Action item — For each line of the data below that holds "registry", copy the line.

[Source records]
::::::

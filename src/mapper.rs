//! # Response Mapper
//!
//! Pure conversions from OCI wire responses to tool output records.
//! No field is defaulted: whatever is absent on the wire stays absent.

use crate::models::{SecretMetadata, SecretValue, SecretVersion};
use crate::provider::oci::responses::{
    SecretBundle, SecretBundleVersionSummary, SecretDetails, SecretSummary,
};

pub fn secret_metadata_from_summary(summary: SecretSummary) -> SecretMetadata {
    SecretMetadata {
        id: summary.id,
        lifecycle_state: summary.lifecycle_state,
        vault_id: summary.vault_id,
        compartment_id: summary.compartment_id,
        name: summary.secret_name,
        description: summary.description,
        secret_version_count: None,
        current_version_number: None,
        time_created: summary.time_created,
        time_of_current_version: summary.time_of_current_version,
        time_of_deletion: summary.time_of_deletion,
        rotation_config: summary.rotation_config,
        freeform_tags: summary.freeform_tags,
        defined_tags: summary.defined_tags,
    }
}

pub fn secret_metadata_from_details(details: SecretDetails) -> SecretMetadata {
    SecretMetadata {
        id: details.id,
        lifecycle_state: details.lifecycle_state,
        vault_id: details.vault_id,
        compartment_id: details.compartment_id,
        name: details.secret_name,
        description: details.description,
        secret_version_count: None,
        current_version_number: details.current_version_number,
        time_created: details.time_created,
        time_of_current_version: details.time_of_current_version,
        time_of_deletion: details.time_of_deletion,
        rotation_config: details.rotation_config,
        freeform_tags: details.freeform_tags,
        defined_tags: details.defined_tags,
    }
}

pub fn secret_version(summary: SecretBundleVersionSummary) -> SecretVersion {
    SecretVersion {
        version_number: summary.version_number,
        time_created: summary.time_created,
        time_of_deletion: summary.time_of_deletion,
        lifecycle_state: summary.lifecycle_state,
        stages: summary.stages,
    }
}

/// Bundle metadata only; the wire struct never holds the content itself
pub fn secret_value(bundle: SecretBundle) -> SecretValue {
    let (content_type, has_content) = bundle
        .secret_bundle_content
        .map_or((None, false), |content| {
            (content.content_type, content.has_content)
        });

    SecretValue {
        secret_id: bundle.secret_id,
        version_number: bundle.version_number,
        version_name: bundle.version_name,
        stages: bundle.stages,
        time_created: bundle.time_created,
        content_type,
        has_content,
    }
}
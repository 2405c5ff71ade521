//! Cursor-driven pagination drain

use std::future::Future;

use tracing::debug;

use crate::error::VaultError;
use crate::provider::Page;

/// Fetch pages until the cursor runs out or `limit` items are collected.
///
/// `fetch` receives the current cursor and the remaining-limit hint. The
/// result is not truncated: a service that ignores the hint can push the
/// total past `limit` by up to one page.
pub async fn drain_pages<T, F, Fut>(limit: Option<u32>, mut fetch: F) -> Result<Vec<T>, VaultError>
where
    F: FnMut(Option<String>, Option<u32>) -> Fut,
    Fut: Future<Output = Result<Page<T>, VaultError>>,
{
    let mut items: Vec<T> = Vec::new();
    let mut cursor: Option<String> = None;
    let mut pages = 0_u32;

    loop {
        let collected = u32::try_from(items.len()).unwrap_or(u32::MAX);
        if limit.is_some_and(|limit| collected >= limit) {
            break;
        }
        let remaining = limit.map(|limit| limit - collected);

        let page = fetch(cursor.take(), remaining).await?;
        pages += 1;
        items.extend(page.items);

        match page.next_page {
            Some(next) => cursor = Some(next),
            None => break,
        }
    }

    debug!(pages, items = items.len(), "Drained paginated listing");
    Ok(items)
}
//! # MCP
//!
//! Model Context Protocol surface: JSON-RPC framing, the tool registry and
//! the two transports (stdio and HTTP).

pub mod handler;
pub mod http;
pub mod protocol;
pub mod registry;
pub mod stdio;

pub use handler::McpServer;
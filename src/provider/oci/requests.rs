//! OCI Vault REST API request structures
//!
//! Bodies sent to the vault management API (`20180608`). Optional fields are
//! skipped when absent so that updates stay sparse: the service leaves any
//! field it does not receive untouched.

use std::collections::BTreeMap;
use std::fmt;

use base64::{engine::general_purpose, Engine as _};
use chrono::{DateTime, Utc};
use serde::Serialize;
use zeroize::Zeroizing;

use super::responses::DefinedTags;

/// Secret payload, base64-encoded
///
/// API Reference: https://docs.oracle.com/en-us/iaas/api/#/en/secretmgmt/20180608/datatypes/SecretContentDetails
#[derive(Clone, Serialize)]
#[serde(rename_all = "camelCase")]
pub struct SecretContentDetails {
    pub content_type: String,
    content: Zeroizing<String>,
}

impl SecretContentDetails {
    /// Encode `value` for transport
    pub fn new(value: &str, content_type: impl Into<String>) -> Self {
        Self {
            content_type: content_type.into(),
            content: Zeroizing::new(general_purpose::STANDARD.encode(value.as_bytes())),
        }
    }

    /// Base64 form of the payload as it goes over the wire
    pub fn encoded_content(&self) -> &str {
        &self.content
    }
}

impl fmt::Debug for SecretContentDetails {
    fn fmt(&self, f: &mut fmt::Formatter<'_>) -> fmt::Result {
        f.debug_struct("SecretContentDetails")
            .field("content_type", &self.content_type)
            .field("content", &"<redacted>")
            .finish()
    }
}

/// Body of `POST /20180608/secrets`
#[derive(Debug, Clone, Serialize)]
#[serde(rename_all = "camelCase")]
pub struct CreateSecretDetails {
    pub compartment_id: String,
    pub vault_id: String,
    pub secret_name: String,
    #[serde(skip_serializing_if = "Option::is_none")]
    pub description: Option<String>,
    #[serde(skip_serializing_if = "Option::is_none")]
    pub key_id: Option<String>,
    pub secret_content: SecretContentDetails,
}

/// Body of `PUT /20180608/secrets/{secretId}`
///
/// Carries either a metadata patch or new content (which creates a new
/// secret version).
#[derive(Debug, Clone, Default, Serialize)]
#[serde(rename_all = "camelCase")]
pub struct UpdateSecretDetails {
    #[serde(skip_serializing_if = "Option::is_none")]
    pub description: Option<String>,
    #[serde(skip_serializing_if = "Option::is_none")]
    pub freeform_tags: Option<BTreeMap<String, String>>,
    #[serde(skip_serializing_if = "Option::is_none")]
    pub defined_tags: Option<DefinedTags>,
    #[serde(skip_serializing_if = "Option::is_none")]
    pub secret_content: Option<SecretContentDetails>,
}

impl UpdateSecretDetails {
    pub fn is_empty(&self) -> bool {
        self.description.is_none()
            && self.freeform_tags.is_none()
            && self.defined_tags.is_none()
            && self.secret_content.is_none()
    }
}

/// Body of `POST /20180608/secrets/{secretId}/actions/scheduleDeletion`
#[derive(Debug, Clone, Default, Serialize)]
#[serde(rename_all = "camelCase")]
pub struct ScheduleSecretDeletionDetails {
    /// Absent means the service applies its default window
    #[serde(skip_serializing_if = "Option::is_none")]
    pub time_of_deletion: Option<DateTime<Utc>>,
}

/// Filters for `GET /20180608/secrets`
#[derive(Debug, Clone, PartialEq, Eq)]
pub struct ListSecretsQuery {
    pub compartment_id: String,
    pub vault_id: String,
    pub name: Option<String>,
}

::::::

Exercise answer —
//! Model Context Protocol surface: JSON-RPC framing, the tool registry and
pub mod registry;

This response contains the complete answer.